• [TASK TO COMPLETE] The response must be made up of the lines in the entries below that contain "reader".

[[ INPUT RECORDS, beginning ]]

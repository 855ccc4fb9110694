//! Main entitylayer crate providing a typed entity mapping layer over
//! schemaless document stores.
//!
//! This crate is the primary entry point for users of the entitylayer
//! framework. It re-exports the core types from the sub-crates and
//! provides convenient access to the bundled in-memory backend.
//!
//! # Features
//!
//! - **One live instance per identity** - the identity pool guarantees two
//!   queries for the same stored entity hand back the same in-memory
//!   handle
//! - **Dirty checking** - unchanged entities are never rewritten; `save`
//!   compares content hashes and skips redundant writes
//! - **Lazy references** - entity-valued fields store identity-based
//!   descriptors and resolve on demand, so shared and cyclic references
//!   stay safe
//! - **Typed queries** - field keys carry their value type, so field-name
//!   typos and type-mismatched comparisons fail to compile
//!
//! # Quick Start
//!
//! ```ignore
//! use entitylayer::{prelude::*, memory::MemoryBackend};
//! use bson::oid::ObjectId;
//!
//! struct Breed {
//!     id: ObjectId,
//!     name: String,
//! }
//!
//! struct BreedValues {
//!     name: Option<String>,
//! }
//!
//! struct BreedFields {
//!     path: KeyPath,
//! }
//!
//! impl BreedFields {
//!     fn name(&self) -> Key<String> {
//!         self.path.key("name")
//!     }
//! }
//!
//! impl ModelFields for BreedFields {
//!     fn scoped(path: KeyPath) -> Self {
//!         BreedFields { path }
//!     }
//! }
//!
//! impl ModelValues for BreedValues {
//!     fn deserialize(document: &Document) -> MappingResult<Self> {
//!         let reader = DocumentReader::new(document);
//!         Ok(BreedValues { name: reader.read_optional(&Breed::NAME)? })
//!     }
//! }
//!
//! impl Breed {
//!     const NAME: Key<String> = Key::new("name");
//! }
//!
//! impl Model for Breed {
//!     type Values = BreedValues;
//!     type Fields = BreedFields;
//!
//!     fn collection_name() -> &'static str {
//!         "breeds"
//!     }
//!
//!     fn id(&self) -> ObjectId {
//!         self.id
//!     }
//!
//!     fn serialize(&self) -> Document {
//!         let mut writer = DocumentWriter::new();
//!         writer.write(&Self::NAME, &self.name);
//!         writer.finish()
//!     }
//!
//!     fn deserialize(document: &Document) -> MappingResult<Self> {
//!         let reader = DocumentReader::new(document);
//!         Ok(Breed {
//!             id: reader.read(&IDENTITY_KEY)?,
//!             name: reader.read(&Self::NAME)?,
//!         })
//!     }
//!
//!     fn apply(&mut self, values: Self::Values) {
//!         if let Some(name) = values.name {
//!             self.name = name;
//!         }
//!     }
//! }
//!
//! #[tokio::main]
//! async fn main() {
//!     let context = Context::new(MemoryBackend::new());
//!     let breeds = context.collection::<Breed>();
//!
//!     // Save an entity; a second save with no changes skips the write.
//!     let siamese = Entity::new(Breed { id: ObjectId::new(), name: "Siamese".into() });
//!     breeds.save(&siamese).await.unwrap();
//!     assert!(!breeds.save(&siamese).await.unwrap().was_updated());
//!
//!     // Typed query; the result is the same live instance.
//!     let found = breeds
//!         .find_one_with(|breed| breed.name().eq("Siamese"))
//!         .await
//!         .unwrap()
//!         .unwrap();
//!     assert!(Entity::ptr_eq(&siamese, &found));
//! }
//! ```

pub use entitylayer_core::{
    backend, context, entity, error, key, pool, primitive, query, reference, serialize,
    string_enum,
};

// Re-export BSON types for convenience
pub use bson;

pub mod prelude;

/// In-memory backend implementation.
pub mod memory {
    pub use entitylayer_memory::MemoryBackend;
}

[[ INPUT RECORDS, end ]]

• [WRITTEN RESPONSE]
//!         let reader = DocumentReader::new(document);
//!         Ok(BreedValues { name: reader.read_optional(&Breed::NAME)? })
//!         let reader = DocumentReader::new(document);
//!             id: reader.read(&IDENTITY_KEY)?,
//!             name: reader.read(&Self::NAME)?,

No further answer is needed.